Oil&Gas Materials 24 November 2021 12:53 (UTC +04:00)

BAKU, Azerbaijan, Nov.24

By Leman Zeynalova – Trend:

The market will return to a significant surplus in H122, triggering a large decline in Brent, Trend reports with reference to Fitch Solutions.

“Our latest Brent forecast for November calls for 2022 annual average Brent prices of USD72/bbl which is well below the current front month prices near USD79/bbl. The market will likely remain loose for several years, allowing for only a gradual recovery in oil prices, beginning in 2023. The gains will be led by OPEC+, with the OPEC-10 producers contributing around 50 percent of global growth in 2022 and Russia a further 12 percent,” reads the report released by Fitch Solutions.

The company notes that concerns have been raised as to the ability of the group to fully unwind its cuts, with underlying decline rates and a lack of investment set to drive y-o-y production declines in a number of markets over 2022 and 2023, largely in West Africa.

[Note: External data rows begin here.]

//! Per-plugin host context

use crate::messaging::{EventSystem, MessageRouter};
use crate::security::SecurityManager;
use async_trait::async_trait;
use dashmap::DashMap;
use keel_plugin_api::{
    AssetManager, EcsWorld, EventCallback, GuiManager, HostContext, MessageHandler,
    MessagePriority, Permission, PluginError, PluginEvent, PluginMessage, Renderer, Resource,
    ResourceKind, Result,
};
use parking_lot::Mutex;
use std::collections::{BTreeMap, HashSet};
use std::fmt;
use std::fs;
use std::path::{Path, PathBuf};
use std::sync::Arc;
use tracing::{debug, warn};

/// File the configuration store is persisted to
pub const CONFIG_FILE_NAME: &str = "config.json";

/// Host subsystems injected once at startup
#[derive(Clone, Default)]
pub struct HostServices {
    /// ECS world
    pub ecs_world: Option<Arc<dyn EcsWorld>>,
    /// Renderer
    pub renderer: Option<Arc<dyn Renderer>>,
    /// Asset manager
    pub asset_manager: Option<Arc<dyn AssetManager>>,
    /// GUI manager
    pub gui_manager: Option<Arc<dyn GuiManager>>,
}

impl HostServices {
    /// No subsystems
    pub fn new() -> Self {
        Self::default()
    }

    /// Provide the ECS world
    pub fn with_ecs_world(mut self, world: Arc<dyn EcsWorld>) -> Self {
        self.ecs_world = Some(world);
        self
    }

    /// Provide the renderer
    pub fn with_renderer(mut self, renderer: Arc<dyn Renderer>) -> Self {
        self.renderer = Some(renderer);
        self
    }

    /// Provide the asset manager
    pub fn with_asset_manager(mut self, assets: Arc<dyn AssetManager>) -> Self {
        self.asset_manager = Some(assets);
        self
    }

    /// Provide the GUI manager
    pub fn with_gui_manager(mut self, gui: Arc<dyn GuiManager>) -> Self {
        self.gui_manager = Some(gui);
        self
    }
}

impl fmt::Debug for HostServices {
    fn fmt(&self, f: &mut fmt::Formatter<'_>) -> fmt::Result {
        f.debug_struct("HostServices")
            .field("ecs_world", &self.ecs_world.is_some())
            .field("renderer", &self.renderer.is_some())
            .field("asset_manager", &self.asset_manager.is_some())
            .field("gui_manager", &self.gui_manager.is_some())
            .finish()
    }
}

/// Capability-scoped façade handed to one plugin.
///
/// Every subsystem accessor consults the [`SecurityManager`] first; a denial
/// is recorded as a violation and returned as
/// [`PluginError::PermissionDenied`].
pub struct PluginContext {
    name: String,
    root: PathBuf,
    security: SecurityManager,
    router: MessageRouter,
    events: EventSystem,
    host: HostServices,
    resources: DashMap<String, Resource>,
    config: DashMap<String, String>,
    subscriptions: Mutex<HashSet<u64>>,
    handlers: Mutex<HashSet<String>>,
}

impl PluginContext {
    /// Create the context for `name`; directories live under `plugin_dir/name`
    pub fn new(
        name: impl Into<String>,
        plugin_dir: impl Into<PathBuf>,
        security: SecurityManager,
        router: MessageRouter,
        events: EventSystem,
        host: HostServices,
    ) -> Self {
        let name = name.into();
        let root = Self::private_root(&plugin_dir.into(), &name);
        Self {
            name,
            root,
            security,
            router,
            events,
            host,
            resources: DashMap::new(),
            config: DashMap::new(),
            subscriptions: Mutex::new(HashSet::new()),
            handlers: Mutex::new(HashSet::new()),
        }
    }

    /// Private directory of plugin `name` under `plugin_dir`
    pub fn private_root(plugin_dir: &Path, name: &str) -> PathBuf {
        plugin_dir.join(name)
    }

    /// Root of this plugin's private directories
    pub fn root(&self) -> &Path {
        &self.root
    }

    /// Snapshot of the configuration store
    pub fn config_snapshot(&self) -> BTreeMap<String, String> {
        self.config
            .iter()
            .map(|e| (e.key().clone(), e.value().clone()))
            .collect()
    }

    /// Write the configuration store to `config_dir/config.json`
    pub fn save_config(&self) -> Result<PathBuf> {
        let path = self.config_dir()?.join(CONFIG_FILE_NAME);
        let content = serde_json::to_string_pretty(&self.config_snapshot())?;
        fs::write(&path, content)?;
        debug!(plugin = %self.name, path = %path.display(), "Plugin config saved");
        Ok(path)
    }

    /// Merge `config_dir/config.json` into the configuration store.
    ///
    /// Returns the number of keys read; a missing file reads as zero.
    pub fn load_config(&self) -> Result<usize> {
        let path = self.config_dir()?.join(CONFIG_FILE_NAME);
        if !path.exists() {
            return Ok(0);
        }
        let content = fs::read_to_string(&path)?;
        let values: BTreeMap<String, String> = serde_json::from_str(&content).map_err(|e| {
            PluginError::config(format!("Failed to parse {}: {e}", path.display()))
        })?;
        let count = values.len();
        for (key, value) in values {
            self.config.insert(key, value);
        }
        Ok(count)
    }

    /// Subscriptions created through this context
    pub fn subscription_ids(&self) -> Vec<u64> {
        self.subscriptions.lock().iter().copied().collect()
    }

    /// Drop every subscription and handler created through this context
    pub fn release_messaging(&self) {
        for id in self.subscriptions.lock().drain() {
            self.events.unsubscribe(id);
        }
        for message_type in self.handlers.lock().drain() {
            self.router.unregister_handler(&self.name, &message_type);
        }
    }

    fn gated<T: ?Sized>(
        &self,
        permission: Permission,
        handle: &Option<Arc<T>>,
        what: &str,
    ) -> Result<Arc<T>> {
        self.security.check_permission(&self.name, permission)?;
        handle.clone().ok_or_else(|| {
            warn!(plugin = %self.name, subsystem = %what, "Host subsystem not available");
            PluginError::runtime(format!("{what} is not available in this host"))
        })
    }

    fn private_dir(&self, leaf: &str) -> Result<PathBuf> {
        let dir = self.root.join(leaf);
        if !dir.exists() {
            fs::create_dir_all(&dir)?;
            debug!(plugin = %self.name, path = %dir.display(), "Created plugin directory");
        }
        Ok(dir)
    }
}

#[async_trait]
impl HostContext for PluginContext {
    fn plugin_name(&self) -> &str {
        &self.name
    }

    fn has_permission(&self, permission: Permission) -> bool {
        self.security.has_permission(&self.name, permission)
    }

    fn ecs_world(&self) -> Result<Arc<dyn EcsWorld>> {
        self.gated(Permission::EngineCoreAccess, &self.host.ecs_world, "ECS world")
    }

    fn renderer(&self) -> Result<Arc<dyn Renderer>> {
        self.gated(Permission::RenderingAccess, &self.host.renderer, "renderer")
    }

    fn asset_manager(&self) -> Result<Arc<dyn AssetManager>> {
        self.gated(Permission::AssetAccess, &self.host.asset_manager, "asset manager")
    }

    fn gui_manager(&self) -> Result<Arc<dyn GuiManager>> {
        self.gated(Permission::GuiAccess, &self.host.gui_manager, "GUI manager")
    }

    fn set_resource(&self, key: &str, value: Resource) {
        self.resources.insert(key.to_string(), value);
    }

    fn resource(&self, key: &str) -> Option<Resource> {
        self.resources.get(key).map(|r| Arc::clone(r.value()))
    }

    fn remove_resource(&self, key: &str) -> Option<Resource> {
        self.resources.remove(key).map(|(_, v)| v)
    }

    fn set_config(&self, key: &str, value: &str) {
        self.config.insert(key.to_string(), value.to_string());
    }

    fn config(&self, key: &str) -> Option<String> {
        self.config.get(key).map(|v| v.value().clone())
    }

    fn data_dir(&self) -> Result<PathBuf> {
        self.private_dir("data")
    }

    fn config_dir(&self) -> Result<PathBuf> {
        self.private_dir("config")
    }

    fn check_path_access(&self, path: &Path, write: bool) -> Result<()> {
        if self.security.can_access_path(&self.name, path, write) {
            return Ok(());
        }
        Err(PluginError::PermissionDenied(if write {
            Permission::WriteFiles
        } else {
            Permission::ReadFiles
        }))
    }

    fn check_network_access(&self, host: &str) -> Result<()> {
        if self.security.can_access_network(&self.name, host) {
            Ok(())
        } else {
            Err(PluginError::PermissionDenied(Permission::NetworkAccess))
        }
    }

    fn check_system_call(&self, call: &str) -> Result<()> {
        if self.security.can_make_system_call(&self.name, call) {
            Ok(())
        } else {
            Err(PluginError::PermissionDenied(Permission::SystemCalls))
        }
    }

    fn report_resource_usage(&self, kind: ResourceKind, value: u64) -> Result<()> {
        let monitor = self.security.monitor();
        if monitor.quota(&self.name).is_none() {
            return Err(PluginError::invalid_state(format!(
                "{} has no resource quota",
                self.name
            )));
        }
        if let Some(breach) = monitor.update(&self.name, kind, value) {
            debug!(plugin = %self.name, %kind, value, level = ?breach.level, "Reported usage over quota");
        }
        Ok(())
    }

    async fn send_message(&self, mut message: PluginMessage) -> Result<()> {
        self.security
            .check_permission(&self.name, Permission::PluginCommunication)?;
        message.sender = self.name.clone();
        self.router
            .send(message)
            .await
            .map_err(PluginError::messaging)
    }

    fn register_message_handler(&self, message_type: &str, handler: MessageHandler) -> Result<()> {
        self.security
            .check_permission(&self.name, Permission::PluginCommunication)?;
        self.router.register_handler(&self.name, message_type, handler);
        self.handlers.lock().insert(message_type.to_string());
        Ok(())
    }

    fn subscribe_to_event_with_priority(
        &self,
        pattern: &str,
        min_priority: MessagePriority,
        callback: EventCallback,
    ) -> Result<u64> {
        self.security
            .check_permission(&self.name, Permission::PluginCommunication)?;
        let id = self
            .events
            .subscribe(&self.name, pattern, callback, min_priority)
            .map_err(PluginError::messaging)?;
        self.subscriptions.lock().insert(id);
        Ok(id)
    }

    fn unsubscribe_from_event(&self, subscription_id: u64) -> Result<()> {
        if self.subscriptions.lock().remove(&subscription_id) {
            self.events.unsubscribe(subscription_id);
        }
        Ok(())
    }

    fn emit_event(&self, mut event: PluginEvent) -> Result<()> {
        self.security
            .check_permission(&self.name, Permission::PluginCommunication)?;
        event.source = self.name.clone();
        self.events.emit(event).map_err(PluginError::messaging)
    }
}

impl fmt::Debug for PluginContext {
    fn fmt(&self, f: &mut fmt::Formatter<'_>) -> fmt::Result {
        f.debug_struct("PluginContext")
            .field("name", &self.name)
            .field("root", &self.root)
            .field("host", &self.host)
            .field("resources", &self.resources.len())
            .field("config", &self.config.len())
            .finish()
    }
}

“The macroeconomic backdrop has become somewhat less supportive, as the post-pandemic recovery slows and high energy prices, labor shortages and supply chain disruptions sap the momentum behind growth. The global economic recovery is flagging and our economists have revised down their global real GDP growth forecast for 2021 from 5.9 percent to 5.5 percent, reflecting downward growth revisions in both developed and emerging markets, including China and the US,” the report says.

Fitch Solutions is also forecasting significant production growth in Iran over the coming 12-24 months, on the expectation that US secondary sanctions will be lifted, unleashing around an additional 1.2mn b/d of crude exports.

The company’s view remains that a nuclear agreement will be reached in 2022.